Swiss Maid

"Oh for the wings for the wings of a". Isn't music wonderful; it can lift the most leaden soul, bring a tear to most heartless breast (Ed:surely not) and transport the home-loving frump to sun drenched beaches and soaring peaks.

I mention this, not because I've been listening to an exquisite riff by Beethoven or a heavy groove laid down by Vivaldi. No, it's because yesterday the sight of my neighbour and friend Gregg in hiking boots, cagoule,Tibetan headgear and shouldering a knapsack brought to mind the lyrics and tune of the "Happy Wonderer".

Gregg's Tyrolean appearance had me skipping merrily next to him Val-deri'ing ,Val-dera'ing to my heart's content. Not only that, in my mind's eye I espied the majestic Alps, quickly followed by cows with bells around their necks, lonely goat herds, Heidi and...Julie Andrews spinning around as the camera descends and she shrieks "The Hills are Alive To the Sound of Music".

Ah, such visions.. it took ten years of group therapy to tone them down. But I digress. The reason why Gregg was dressed thus was because the Coidans and their neighbours Chris and Gregg were about to head for the wilds of Epping Forest. After a week of near putrification in front of the telly, and with waist lines that mimicked  the curve of the earth as seen by Challenger astronauts we decided to take a hike.

Our route had been well trodden by Gregg and myself. It was a four mile stroll through leafy glades and grandiose woods of oak.. and other sorts of trees and shrubs. Our destination was a renowned watering hole "The Royal Forest" next to Queen Elizabeth's Hunting Lodge on the edge of the village of Chingford and (Royal) Epping Forest. There we would reward ourselves with a glass of ale and a "Two for a Tenner" meal, reflecting on the joys of the arboreal life and winter's glistenings.

I was masterly; leading my gallant band I breasted each hillock and forded each ditch, unerring in my endeavours to find the driest, least slippiest path. I might as well not have bothered. As I strode on I caught the litany of complaints from the others. It was extremely muddy. Plenty of snow and a rapid thaw had made the paths rivers of mud but was it my fault that my wife found it difficult to remain up right?

We had, I must admit, severely underestimated the amount of mud and its ability to suck off one's boot if one was not careful in its placement. Also, the nonchalant manner in which Gregg and I dismissed the ladies' concern about the time it would take to reach the watering hole was, on reflection, unfortunate.

What had taken Gregg and I little over an hour in mid summer required over two and a half hours on a foggy, mud splattered day. So concerned were we of our lack of progress - due in main to my constant back tracking and meanders that there was a serious risk of mutiny. That was only subdued when Lesley quoted verbatim "The Royal Forest" website which assured us that meals were served all day.
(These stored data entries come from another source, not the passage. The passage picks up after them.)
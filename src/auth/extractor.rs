// SPDX-License-Identifier: AGPL-3.0-or-later
//
// Copyright (C) 2026 Relational Network

//! Axum extractors for authenticated identities.
//!
//! Use the `Auth` extractor in handlers to require authentication:
//!
//! ```rust,ignore
//! async fn my_handler(Auth(identity): Auth) -> impl IntoResponse {
//!     // identity is the resolved Identity
//! }
//! ```
//!
//! Once `Auth` succeeded, the type of the token that authenticated the
//! request is available to later extractors as `Extension<TokenType>`.

use std::net::SocketAddr;

use axum::{
    extract::{ConnectInfo, FromRequestParts},
    http::{
        header::{AUTHORIZATION, USER_AGENT},
        request::Parts,
    },
};

use super::{AuthError, AuthInfo, Identity, RequestContext};
use crate::state::AppState;
use crate::token::Token;

const FORWARDED_FOR: &str = "x-forwarded-for";

impl RequestContext {
    /// Authorization header, client IP and user agent of a request.
    ///
    /// The IP comes from the first `X-Forwarded-For` entry, falling back to
    /// the peer address when the server was started with connect info.
    pub fn from_parts(parts: &Parts) -> Self {
        let header = |name: &str| {
            parts
                .headers
                .get(name)
                .and_then(|value| value.to_str().ok())
                .map(str::to_string)
        };

        let forwarded = header(FORWARDED_FOR)
            .and_then(|value| value.split(',').next().map(|ip| ip.trim().to_string()))
            .filter(|ip| !ip.is_empty());
        let peer = parts
            .extensions
            .get::<ConnectInfo<SocketAddr>>()
            .map(|ConnectInfo(addr)| addr.ip().to_string());

        Self {
            authorization: header(AUTHORIZATION.as_str()),
            ip: forwarded.or(peer),
            user_agent: header(USER_AGENT.as_str()),
        }
    }
}

impl<S: Send + Sync> FromRequestParts<S> for RequestContext {
    type Rejection = std::convert::Infallible;

    async fn from_request_parts(parts: &mut Parts, _state: &S) -> Result<Self, Self::Rejection> {
        Ok(RequestContext::from_parts(parts))
    }
}

/// Extractor for authenticated identities.
///
/// Runs `Authenticator::check` on the request's `Authorization` header and
/// rejects with the failure reason.
pub struct Auth(pub Identity);

impl FromRequestParts<AppState> for Auth {
    type Rejection = AuthError;

    async fn from_request_parts(parts: &mut Parts, state: &AppState) -> Result<Self, Self::Rejection> {
        // A previous extractor on this request already resolved the identity
        if let Some(identity) = parts.extensions.get::<Identity>().cloned() {
            return Ok(Auth(identity));
        }

        let request = RequestContext::from_parts(parts);
        let header = request.authorization.clone().unwrap_or_default();
        let mut authenticator = state.authenticator(request);

        match authenticator.check(&header)?.into_result()? {
            AuthInfo::Identity(identity) => {
                let verified = authenticator.engine().last_token().map(Token::token_type);
                if let Some(token_type) = verified {
                    parts.extensions.insert(token_type);
                }
                parts.extensions.insert(identity.clone());
                Ok(Auth(identity))
            }
            AuthInfo::Token(_) => Err(AuthError::InternalError(
                "token check returned a token".to_string(),
            )),
        }
    }
}

/// Optional authentication extractor.
///
/// Returns `None` if no valid authentication is present, instead of rejecting.
pub struct OptionalAuth(pub Option<Identity>);

impl FromRequestParts<AppState> for OptionalAuth {
    type Rejection = std::convert::Infallible;

    async fn from_request_parts(parts: &mut Parts, state: &AppState) -> Result<Self, Self::Rejection> {
        match Auth::from_request_parts(parts, state).await {
            Ok(Auth(identity)) => Ok(OptionalAuth(Some(identity))),
            Err(_) => Ok(OptionalAuth(None)),
        }
    }
}

#[cfg(test)]
mod tests {
    use super::*;
    use crate::auth::Credentials;
    use crate::config::TokenConfig;
    use crate::jose::Jwk;
    use crate::token::{TokenType, DEFAULT_RECIPIENT};
    use axum::http::Request;

    fn create_test_state() -> AppState {
        let config = TokenConfig {
            signing_key: Jwk::generate_octet(32),
            ..TokenConfig::default()
        };
        let state = AppState::in_memory(config);
        state.register_user("alice", "s3cret").unwrap();
        state
    }

    fn login(state: &AppState) -> String {
        let mut authenticator = state.authenticator(RequestContext::default());
        let mut credentials = Credentials::new()
            .with_field("username", "alice")
            .with_password("s3cret");
        authenticator
            .attempt(&mut credentials)
            .unwrap()
            .token()
            .unwrap()
            .to_string()
    }

    fn parts(authorization: Option<&str>) -> Parts {
        let mut builder = Request::builder()
            .uri("/test")
            .header("user-agent", "tests/1.0")
            .header("x-forwarded-for", "203.0.113.7, 10.0.0.1");
        if let Some(value) = authorization {
            builder = builder.header("Authorization", value);
        }
        builder.body(()).unwrap().into_parts().0
    }

    #[test]
    fn request_context_reads_headers() {
        let context = RequestContext::from_parts(&parts(Some("Bearer abc")));
        assert_eq!(context.authorization.as_deref(), Some("Bearer abc"));
        assert_eq!(context.ip.as_deref(), Some("203.0.113.7"));
        assert_eq!(context.user_agent.as_deref(), Some("tests/1.0"));
    }

    #[tokio::test]
    async fn auth_extractor_requires_token() {
        let state = create_test_state();
        let result = Auth::from_request_parts(&mut parts(None), &state).await;
        assert!(matches!(result, Err(AuthError::MissingToken)));
    }

    #[tokio::test]
    async fn auth_extractor_succeeds_with_token() {
        let state = create_test_state();
        let token = login(&state);
        let mut parts = parts(Some(&format!("Bearer {token}")));

        let Auth(identity) = Auth::from_request_parts(&mut parts, &state).await.unwrap();
        assert_eq!(identity.username, "alice");
        assert!(parts.extensions.get::<Identity>().is_some());
        assert_eq!(parts.extensions.get::<TokenType>(), Some(&TokenType::Signed));
    }

    #[tokio::test]
    async fn auth_extractor_records_encrypted_token_type() {
        let config = TokenConfig {
            token_type: TokenType::Encrypted,
            recipients: [(DEFAULT_RECIPIENT.to_string(), Jwk::generate_octet(32))].into(),
            ..TokenConfig::default()
        };
        let state = AppState::in_memory(config);
        state.register_user("alice", "s3cret").unwrap();
        let token = login(&state);
        let mut parts = parts(Some(&format!("Bearer {token}")));

        Auth::from_request_parts(&mut parts, &state).await.unwrap();
        assert_eq!(parts.extensions.get::<TokenType>(), Some(&TokenType::Encrypted));
    }

    #[tokio::test]
    async fn auth_extractor_rejects_tampered_token() {
        let state = create_test_state();
        let mut token = login(&state);
        token.push('x');

        let result = Auth::from_request_parts(&mut parts(Some(&token)), &state).await;
        assert!(matches!(result, Err(AuthError::InvalidToken)));
    }

    #[tokio::test]
    async fn optional_auth_never_rejects() {
        let state = create_test_state();
        let OptionalAuth(identity) = OptionalAuth::from_request_parts(&mut parts(None), &state)
            .await
            .unwrap();
        assert!(identity.is_none());
    }
}
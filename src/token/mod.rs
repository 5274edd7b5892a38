// SPDX-License-Identifier: AGPL-3.0-or-later
//
// Copyright (C) 2026 Relational Network

//! Token lifecycle: claims, the two codecs, and the engine that dispatches
//! between them.
//!
//! ## Verification order
//!
//! `load` always runs the structural and cryptographic checks first (segment
//! count, header, signature or decryption) and only then parses and
//! validates the claims. Every failure before the claims collapses into
//! [`TokenError::Invalid`]; claim failures keep their own [`ClaimError`].

pub mod claims;
pub mod codec;
pub mod encrypted;
pub mod engine;
pub mod error;
pub mod model;
pub mod signed;

pub use claims::{ClaimsBuilder, ClaimsSet, ClaimsValidator, Clock, FixedClock, Subject, SystemClock};
pub use codec::{CodecCommand, TokenCodec};
pub use encrypted::{EncryptedTokenCodec, DEFAULT_RECIPIENT};
pub use engine::{Codec, TokenEngine};
pub use error::{ClaimError, TokenError};
pub use model::{EncryptedToken, ParsedToken, SignedToken, Token, TokenType};
pub use signed::SignedTokenCodec;
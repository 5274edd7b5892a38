// SPDX-License-Identifier: AGPL-3.0-or-later
//
// Copyright (C) 2026 Relational Network

use axum::{extract::State, http::StatusCode, Extension, Json};
use serde::Serialize;
use tracing::info;

use crate::audit::{AuditEvent, AuditEventType};
use crate::auth::{Auth, AuthError, AuthInfo, Credentials, Identity, RequestContext};
use crate::error::ApiError;
use crate::state::AppState;
use crate::token::{Subject, TokenType};

#[derive(Debug, Serialize)]
pub struct LoginResponse {
    pub identity: Identity,
    pub token: String,
}

#[derive(Debug, Serialize)]
pub struct ProfileResponse {
    pub identity: Identity,
    pub token_type: TokenType,
}

/// Exchange credentials for a token.
pub async fn login(
    State(state): State<AppState>,
    request: RequestContext,
    Json(mut credentials): Json<Credentials>,
) -> Result<Json<LoginResponse>, AuthError> {
    let mut authenticator = state.authenticator(request);
    let result = authenticator.attempt(&mut credentials)?;

    let AuthInfo::Token(token) = result.into_result()? else {
        return Err(AuthError::InternalError("login produced no token".to_string()));
    };
    let identity = authenticator
        .user()
        .cloned()
        .ok_or(AuthError::InvalidUser)?;

    Ok(Json(LoginResponse { identity, token }))
}

/// Create an identity and log it in.
pub async fn register(
    State(state): State<AppState>,
    request: RequestContext,
    Json(mut credentials): Json<Credentials>,
) -> Result<(StatusCode, Json<LoginResponse>), ApiError> {
    let identity = state.register(&mut credentials).map_err(|e| match e {
        AuthError::BadAttempt => ApiError::bad_request("username and password are required"),
        other => other.into(),
    })?;
    info!(user_id = identity.id, "Identity registered");

    let mut authenticator = state.authenticator(request);
    authenticator.login(identity.clone());
    let audience = state.engine.config().audience.clone();
    let token = authenticator
        .engine()
        .issue(Some(Subject::Id(identity.id)), audience)
        .map_err(AuthError::from)?;

    state.audit.record(
        &AuditEvent::new(AuditEventType::Registered)
            .with_user(identity.id.to_string())
            .with_ip(authenticator.request().ip.clone())
            .with_user_agent(authenticator.request().user_agent.clone()),
    );

    Ok((StatusCode::CREATED, Json(LoginResponse { identity, token })))
}

/// The identity behind the bearer token, and the kind of token it used.
pub async fn profile(
    Auth(identity): Auth,
    Extension(token_type): Extension<TokenType>,
) -> Json<ProfileResponse> {
    Json(ProfileResponse {
        identity,
        token_type,
    })
}
// SPDX-License-Identifier: AGPL-3.0-or-later
//
// Copyright (C) 2026 Relational Network

//! Login and bearer authentication through the HTTP router.

use std::collections::BTreeMap;
use std::sync::Arc;

use axum::{
    body::{to_bytes, Body},
    http::{header, Request, StatusCode},
    response::Response,
    Router,
};
use serde_json::{json, Value};
use tempfile::TempDir;
use tower::ServiceExt;

use relational_token_auth::api::router;
use relational_token_auth::audit::{AuditEventType, JsonlAuditSink};
use relational_token_auth::config::TokenConfig;
use relational_token_auth::jose::Jwk;
use relational_token_auth::state::AppState;
use relational_token_auth::token::{TokenType, DEFAULT_RECIPIENT};

fn encrypted_config() -> TokenConfig {
    TokenConfig {
        token_type: TokenType::Encrypted,
        recipients: BTreeMap::from([(DEFAULT_RECIPIENT.to_string(), Jwk::generate_octet(32))]),
        ..TokenConfig::default()
    }
}

fn app(config: TokenConfig, audit: Arc<JsonlAuditSink>) -> Router {
    let state = AppState::in_memory(config).with_audit(audit);
    state.register_user("alice", "s3cret").unwrap();
    router(state)
}

async fn json_body(response: Response) -> Value {
    let bytes = to_bytes(response.into_body(), usize::MAX).await.unwrap();
    serde_json::from_slice(&bytes).unwrap()
}

async fn login(app: &Router) -> String {
    let response = app
        .clone()
        .oneshot(
            Request::builder()
                .method("POST")
                .uri("/auth/login")
                .header(header::CONTENT_TYPE, "application/json")
                .body(Body::from(
                    json!({"username": "alice", "password": "s3cret"}).to_string(),
                ))
                .unwrap(),
        )
        .await
        .unwrap();
    assert_eq!(response.status(), StatusCode::OK);
    json_body(response).await["token"]
        .as_str()
        .unwrap()
        .to_string()
}

fn profile_request(authorization: &str) -> Request<Body> {
    Request::builder()
        .uri("/auth/profile")
        .header(header::AUTHORIZATION, authorization)
        .header(header::USER_AGENT, "integration/1.0")
        .header("x-forwarded-for", "198.51.100.4")
        .body(Body::empty())
        .unwrap()
}

#[tokio::test]
async fn encrypted_token_round_trip_over_http() {
    let temp = TempDir::new().unwrap();
    let audit = Arc::new(JsonlAuditSink::open(temp.path().join("audit.jsonl")).unwrap());
    let app = app(encrypted_config(), audit.clone());

    let token = login(&app).await;
    assert_eq!(token.split('.').count(), 5);

    let response = app
        .clone()
        .oneshot(profile_request(&format!("Bearer {token}")))
        .await
        .unwrap();
    assert_eq!(response.status(), StatusCode::OK);
    let body = json_body(response).await;
    assert_eq!(body["identity"]["username"], "alice");
    assert_eq!(body["token_type"], "encrypted");

    let events = audit.read_events().unwrap();
    let accepted = events
        .iter()
        .find(|e| e.event_type == AuditEventType::TokenAccepted)
        .unwrap();
    assert_eq!(accepted.ip_address.as_deref(), Some("198.51.100.4"));
    assert_eq!(accepted.user_agent.as_deref(), Some("integration/1.0"));
}

#[tokio::test]
async fn token_without_bearer_prefix_is_accepted() {
    let temp = TempDir::new().unwrap();
    let audit = Arc::new(JsonlAuditSink::open(temp.path().join("audit.jsonl")).unwrap());
    let app = app(encrypted_config(), audit);

    let token = login(&app).await;
    let response = app.oneshot(profile_request(&token)).await.unwrap();
    assert_eq!(response.status(), StatusCode::OK);
}

#[tokio::test]
async fn rejected_tokens_are_audited() {
    let temp = TempDir::new().unwrap();
    let audit = Arc::new(JsonlAuditSink::open(temp.path().join("audit.jsonl")).unwrap());
    let app = app(
        TokenConfig {
            signing_key: Jwk::generate_octet(32),
            ..TokenConfig::default()
        },
        audit.clone(),
    );

    let response = app
        .oneshot(profile_request("Bearer a.b.c"))
        .await
        .unwrap();
    assert_eq!(response.status(), StatusCode::UNAUTHORIZED);
    assert_eq!(json_body(response).await["error"], "invalid token");

    let events = audit.read_events().unwrap();
    let rejected = events.last().unwrap();
    assert_eq!(rejected.event_type, AuditEventType::TokenRejected);
    assert!(!rejected.success);
    assert_eq!(rejected.error.as_deref(), Some("invalid token"));
}

#[tokio::test]
async fn login_without_password_is_bad_attempt() {
    let temp = TempDir::new().unwrap();
    let audit = Arc::new(JsonlAuditSink::open(temp.path().join("audit.jsonl")).unwrap());
    let app = app(encrypted_config(), audit);

    let response = app
        .oneshot(
            Request::builder()
                .method("POST")
                .uri("/auth/login")
                .header(header::CONTENT_TYPE, "application/json")
                .body(Body::from(json!({"username": "alice"}).to_string()))
                .unwrap(),
        )
        .await
        .unwrap();
    assert_eq!(response.status(), StatusCode::UNAUTHORIZED);
    assert_eq!(json_body(response).await["error"], "bad attempt");
}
I will not describe the beauty that we passed through as we wandered along the ancient footpaths laid out by the City of London Corporation in 1965. As Chris pointed out "I'm sure the forest is magnificent. Unfortunately I didn't see any of it as my eyes were fix firmly on the mud and my next faltering step."

We arrived at our destination carolling as our gaze fell upon Chingford's answer to Trump Las Vegas. It was packed and it wasn't even "Pensioners Parsimony" luncheons. We queued for a drink, a meal and a pee. But it was worth it. The hour we spent waiting for our meal passed in a thrice watching demented parents and grandparents trying to control monstrous kids grown hyperactive overdosing on Coke and french fries. Enquiries as to the readiness of our meal invoked images of December's chaos at the airports. Our meal was in a stack, circling overhead and scheduled to arrive in 45 minutes.

Fish, chips and mushy peas have never tasted better. My wife's veggie curry received two thumbs up. Starvation engenders appreciation. And so back to the grime and scum of the metropolis. It was only a bus ride, but it was a world, away.

The bus driver was really pissed off as I counted out £2 in loose change for the fare. It's their own fault: they will not take credit or debit cards - when will they join the 21st century!